[lbo-talk] Medicare Advantage plans cherry-picking the healthy via extra benefits

Mark Rickling mrickling at gmail.com
Mon Oct 5 13:05:34 PDT 2009


Wasn't aware this was a key element in the "extras" private insurers offer in MA plans. Nice to see privatized Medicare siphon off the healthy, leaving gov't-run Medicare with sicker pateints. Tell me again why we should be paying the inscos a fat premium over traditional Medicare to run these plans? More generally, see also Maggie Mahar on this:

http://www.healthbeatblog.com/2009/09/medicare-advantagebig-advantage-for-insurers-little-advantage-for-seniors.html

http://www.washingtonpost.com/wp-dyn/content/article/2009/10/03/AR2009100302483.html?sub=AR

Discrimination by Insurers Likely Even With Reform, Experts Say Economic Pressure Could Give Rise to New Biases Against Prior Conditions

By David S. Hilzenrath Washington Post Staff Writer Sunday, October 4, 2009

[ . . . ]

There are myriad ways health plans can attract healthier members, from the messages they advertise to the overall level of coverage they provide and the smallest enticements they add to their benefits packages.

[ . . . ]

At the other end of the age spectrum, ads for private health plans serving senior citizens on Medicare seldom feature people who are sick, said Tricia Neuman, who has studied the ads for the Kaiser Family Foundation. Many of the plans have offered benefits such as health club memberships, help buying eyeglasses, and preventive dental care, which may be more likely to sway healthy seniors than seniors who have severe and complex medical needs.

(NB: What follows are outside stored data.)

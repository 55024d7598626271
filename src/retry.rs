//! Bounded retry policy and the classification of quote attempts.
//!
//! Every attempt ends in an [`AttemptOutcome`]. [`classify_response`] is the one place that
//! decides what is transient: timeouts, 5xx/408/429 statuses, and undecodable bodies are
//! retried; other network failures and statuses fail immediately. [`RetryPolicy::run`] then
//! loops over outcomes without any special cases of its own.

// crates.io
use serde::de::DeserializeOwned;
use tokio::time::Instant;
// self
use crate::{
	_prelude::*,
	error::{TransientError, TransportError},
	http::{HttpResponse, parse_retry_after},
	obs::{self, OpKind, OpOutcome},
};

/// Upper bound of response body bytes kept in error messages.
pub const MAX_ERROR_BODY_BYTES: usize = 4096;

/// Tagged result of a single attempt.
#[derive(Debug)]
pub enum AttemptOutcome<T> {
	/// Attempt succeeded.
	Success(T),
	/// Attempt failed but another one may succeed.
	Retryable(Error),
	/// Attempt failed for good.
	Permanent(Error),
}
impl<T> AttemptOutcome<T> {
	/// Sorts an already-built error by its retryability.
	pub fn from_error(error: Error) -> Self {
		if error.is_retryable() { Self::Retryable(error) } else { Self::Permanent(error) }
	}
}

/// Fixed-backoff retry policy.
#[derive(Clone, Copy, Debug, PartialEq, Eq)]
pub struct RetryPolicy {
	/// Total attempts, the first one included. Never zero.
	pub attempts: u32,
	/// Sleep between consecutive attempts.
	pub backoff: Duration,
}
impl RetryPolicy {
	/// Creates a policy; an attempt budget of zero is raised to one.
	pub fn new(attempts: u32, backoff: Duration) -> Self {
		Self { attempts: attempts.max(1), backoff }
	}

	/// Runs `attempt` until it succeeds, fails permanently, or the budget is spent.
	///
	/// `attempt` receives the 1-based attempt number. When `deadline` is set, each attempt is
	/// cut off at the deadline (which counts as a timeout). Once the deadline has elapsed, or
	/// would elapse during the backoff, the loop stops with [`Error::Cancelled`] instead of
	/// sleeping or retrying.
	pub async fn run<T, F, Fut>(&self, kind: OpKind, deadline: Option<Instant>, mut attempt: F) -> Result<T>
	where
		F: FnMut(u32) -> Fut,
		Fut: Future<Output = AttemptOutcome<T>>,
	{
		let mut number = 1;

		loop {
			if deadline.is_some_and(|deadline| Instant::now() >= deadline) {
				return Err(Error::Cancelled);
			}

			let outcome = match deadline {
				Some(deadline) => tokio::time::timeout_at(deadline, attempt(number))
					.await
					.unwrap_or_else(|_| {
						AttemptOutcome::Retryable(TransientError::Timeout { source: None }.into())
					}),
				None => attempt(number).await,
			};
			let error = match outcome {
				AttemptOutcome::Success(value) => return Ok(value),
				AttemptOutcome::Permanent(error) => return Err(error),
				AttemptOutcome::Retryable(error) => error,
			};

			if deadline.is_some_and(|deadline| Instant::now() >= deadline) {
				return Err(Error::Cancelled);
			}
			if number >= self.attempts {
				return Err(error);
			}

			let backoff = self.backoff.unsigned_abs();

			// A retry that could only start after the deadline is never attempted.
			if deadline.is_some_and(|deadline| Instant::now() + backoff >= deadline) {
				return Err(Error::Cancelled);
			}

			obs::record_op_outcome(kind, OpOutcome::Retry);
			obs::trace_retry(kind, number, &error);

			tokio::time::sleep(backoff).await;

			number += 1;
		}
	}
}
impl Default for RetryPolicy {
	fn default() -> Self {
		Self::new(
			crate::config::QuoteClientConfig::DEFAULT_RETRY_ATTEMPTS,
			crate::config::QuoteClientConfig::DEFAULT_RETRY_BACKOFF,
		)
	}
}

/// Returns `true` for statuses worth another attempt: 5xx, 408, and 429.
pub fn is_retryable_status(status: u16) -> bool {
	matches!(status, 408 | 429 | 500..=599)
}

/// Classifies the transport result of one quotes call.
pub fn classify_response<T>(result: Result<HttpResponse, TransportError>) -> AttemptOutcome<T>
where
	T: DeserializeOwned,
{
	let response = match result {
		Ok(response) => response,
		Err(error) if error.is_timeout() =>
			return AttemptOutcome::Retryable(TransientError::Timeout { source: Some(error) }.into()),
		Err(error) => return AttemptOutcome::Permanent(error.into()),
	};
	let status = response.status().as_u16();

	if !response.status().is_success() {
		let body = truncate_body(response.body());

		return if is_retryable_status(status) {
			AttemptOutcome::Retryable(
				TransientError::Status {
					status,
					body,
					retry_after: parse_retry_after(response.headers()),
				}
				.into(),
			)
		} else {
			AttemptOutcome::Permanent(Error::Rejected { status, body })
		};
	}

	let mut deserializer = serde_json::Deserializer::from_slice(response.body());

	match serde_path_to_error::deserialize(&mut deserializer) {
		Ok(value) => AttemptOutcome::Success(value),
		Err(source) => AttemptOutcome::Retryable(TransientError::Decode { source, status }.into()),
	}
}

/// Lossily decodes at most [`MAX_ERROR_BODY_BYTES`] of `body`, cutting on a char boundary.
pub fn truncate_body(body: &[u8]) -> String {
	let text = String::from_utf8_lossy(body);

	if text.len() <= MAX_ERROR_BODY_BYTES {
		return text.into_owned();
	}

	let mut end = MAX_ERROR_BODY_BYTES;

	while !text.is_char_boundary(end) {
		end -= 1;
	}

	text[..end].to_owned()
}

Some private Medicare plans have offered relatively inexpensive enticements while requiring members to pay more out of pocket than they would under conventional Medicare for major expenses, said the Medicare Rights Center's Precht. In 2008, a quarter of the private Medicare plans charged members more out of pocket for Part B medications, which include chemotherapy drugs for cancer patients, according to a March study for the AARP Public Policy Institute.

The government has been cracking down on those practices. As a Medicare official put it in a March 2008 letter to health insurers, charging beneficiaries more out of pocket than conventional Medicare for Part B drugs, dialysis and time spent in skilled nursing facilities "may be considered discriminatory."